Telefon wybuchł w rękach nastolatka. Kilka osób poszkodowanych

Osiem osób trafiło do szpitala po tym, jak w jednym z internatów w Ropczycach (woj. podkarpackie) w rękach 16-latka wybuchł telefon. Chłopak doznał obrażeń rąk, a pozostałe osoby skarżyły się na złe samopoczucie - poinformowała w rozmowie z Polskim Radiem ropczycka straż pożarna. 

2025-12-04, 09:08

Telefon wybuchł w rękach nastolatka. Kilka osób poszkodowanych
W rękach 16-latka wybuchł telefon. Foto: Wojciech Olkusnik/East News

Telefon wybuchł w rękach nastolatka

Do zdarzenia doszło w czwartek w jednym z internatów na terenie Ropczyc. Telefon wybuchł w czasie, kiedy był użytkowany przez nastolatka. Jak poinformował rzecznik ropczyckiej straży pożarnej bryg. Bogusław Drozd, w budynku powstało zadymienie, ale nie doszło do pożaru. 

- Osoba, która używała telefonu, została lekko poszkodowana. Doznała obrażeń rąk. Jednocześnie siedem dodatkowych osób źle się poczuło w wyniku powstałego zadymienia - poinformował. Z informacji strażaków wynika, że trzy osoby skarżące się na złe samopoczucie przebywały razem z 16-latkiem w jednym pomieszczeniu. 

Mieszkańcy internatu zostali ewakuowani

- Po przybyciu straży pożarnej na miejsce mieszkańcy tego internatu (w sumie 41 osób) byli już ewakuowani na zwenątrz - relacjonował rzecznik. Jak dodał, strażacy zabezpieczyli miejsce zdarzenia. Sprawdzili również telefon, który w tamtym momencie już nie stwarzał zagrożenia. 

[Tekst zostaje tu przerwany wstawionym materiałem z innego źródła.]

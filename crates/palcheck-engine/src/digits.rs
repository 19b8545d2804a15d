//! Digit reversal by repeated division
//!
//! All three variants run the same loop:
//!
//! ```text
//! working = value
//! while working != 0:
//!     digit    = working % 10
//!     reversed = reversed * 10 + digit
//!     working  = working / 10
//! ```
//!
//! Rust's `/` and `%` truncate toward zero, so for a negative value every
//! digit is in `-9..=0` and the reversal keeps the sign: `-121` reverses to
//! `-121`, `-120` to `-21`. The variants differ only in how the accumulator
//! handles a reversal that does not fit the integer type.

use std::fmt::{Debug, Display};
use std::ops::{Div, Rem};

use tracing::trace;

/// Signed integer type the reversal loop can run in.
pub trait DigitInt:
    Copy
    + Eq
    + Debug
    + Display
    + Into<i128>
    + TryFrom<i128>
    + Rem<Output = Self>
    + Div<Output = Self>
{
    const ZERO: Self;
    const TEN: Self;

    fn checked_mul(self, rhs: Self) -> Option<Self>;
    fn checked_add(self, rhs: Self) -> Option<Self>;
    fn wrapping_mul(self, rhs: Self) -> Self;
    fn wrapping_add(self, rhs: Self) -> Self;
}

macro_rules! impl_digit_int {
    ($($ty:ty),* $(,)?) => {
        $(
            impl DigitInt for $ty {
                const ZERO: Self = 0;
                const TEN: Self = 10;

                fn checked_mul(self, rhs: Self) -> Option<Self> {
                    <$ty>::checked_mul(self, rhs)
                }

                fn checked_add(self, rhs: Self) -> Option<Self> {
                    <$ty>::checked_add(self, rhs)
                }

                fn wrapping_mul(self, rhs: Self) -> Self {
                    <$ty>::wrapping_mul(self, rhs)
                }

                fn wrapping_add(self, rhs: Self) -> Self {
                    <$ty>::wrapping_add(self, rhs)
                }
            }
        )*
    };
}

impl_digit_int!(i16, i32, i64);

/// Exact reversal, accumulated in `i128`.
///
/// The widest supported input is `i64` (19 digits), whose reversal always
/// fits in `i128`.
#[must_use]
pub fn reverse_widened<T: DigitInt>(value: T) -> i128 {
    let mut working: i128 = value.into();
    let mut reversed: i128 = 0;

    while working != 0 {
        let digit = working % 10;
        reversed = reversed * 10 + digit;
        working /= 10;
        trace!(digit = %digit, reversed = %reversed, "reversal step");
    }

    reversed
}

/// Reversal with two's-complement wraparound in `T`.
#[must_use]
pub fn reverse_wrapping<T: DigitInt>(value: T) -> T {
    let mut working = value;
    let mut reversed = T::ZERO;

    while working != T::ZERO {
        let digit = working % T::TEN;
        reversed = reversed.wrapping_mul(T::TEN).wrapping_add(digit);
        working = working / T::TEN;
        trace!(digit = %digit, reversed = %reversed, "reversal step");
    }

    reversed
}

/// Reversal that returns `None` as soon as the accumulator leaves `T`'s range.
#[must_use]
pub fn reverse_checked<T: DigitInt>(value: T) -> Option<T> {
    let mut working = value;
    let mut reversed = T::ZERO;

    while working != T::ZERO {
        let digit = working % T::TEN;
        reversed = reversed.checked_mul(T::TEN)?.checked_add(digit)?;
        working = working / T::TEN;
        trace!(digit = %digit, reversed = %reversed, "reversal step");
    }

    Some(reversed)
}
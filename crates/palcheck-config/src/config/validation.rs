use std::str::FromStr;

use palcheck_utils::error::ConfigError;
use palcheck_utils::types::{IntWidth, OverflowPolicy};

fn parse_named<T: FromStr>(key: &str, raw: &str) -> Result<T, ConfigError> {
    T::from_str(raw.trim()).map_err(|_| ConfigError::InvalidValue {
        key: key.to_string(),
        value: raw.to_string(),
    })
}

pub(crate) fn parse_width(raw: &str) -> Result<IntWidth, ConfigError> {
    parse_named("width", raw)
}

pub(crate) fn parse_overflow(raw: &str) -> Result<OverflowPolicy, ConfigError> {
    parse_named("overflow", raw)
}
//! Configuration for palcheck
//!
//! Hierarchical configuration with discovery and precedence:
//! CLI > config file > defaults.

pub mod config;

pub use config::{
    CONFIG_ENV_VAR, CliArgs, Config, ConfigSource, Defaults, EffectiveValue, SettingValue,
};
pub use palcheck_utils::error;
pub use palcheck_utils::types;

- Nie palił się, nie dymił, był całkowicie zimny. Został wyniesiony na zewnątrz. Strażacy dokonali pomiarów czujnikami pod kątem substancji niebezpiecznych w pomieszczeniach. Po zakończeniu wietrzenia obiektu podjęto decyzję o tym, że pozostali mieszkańcy mogą wrócić do swoich pokojów. 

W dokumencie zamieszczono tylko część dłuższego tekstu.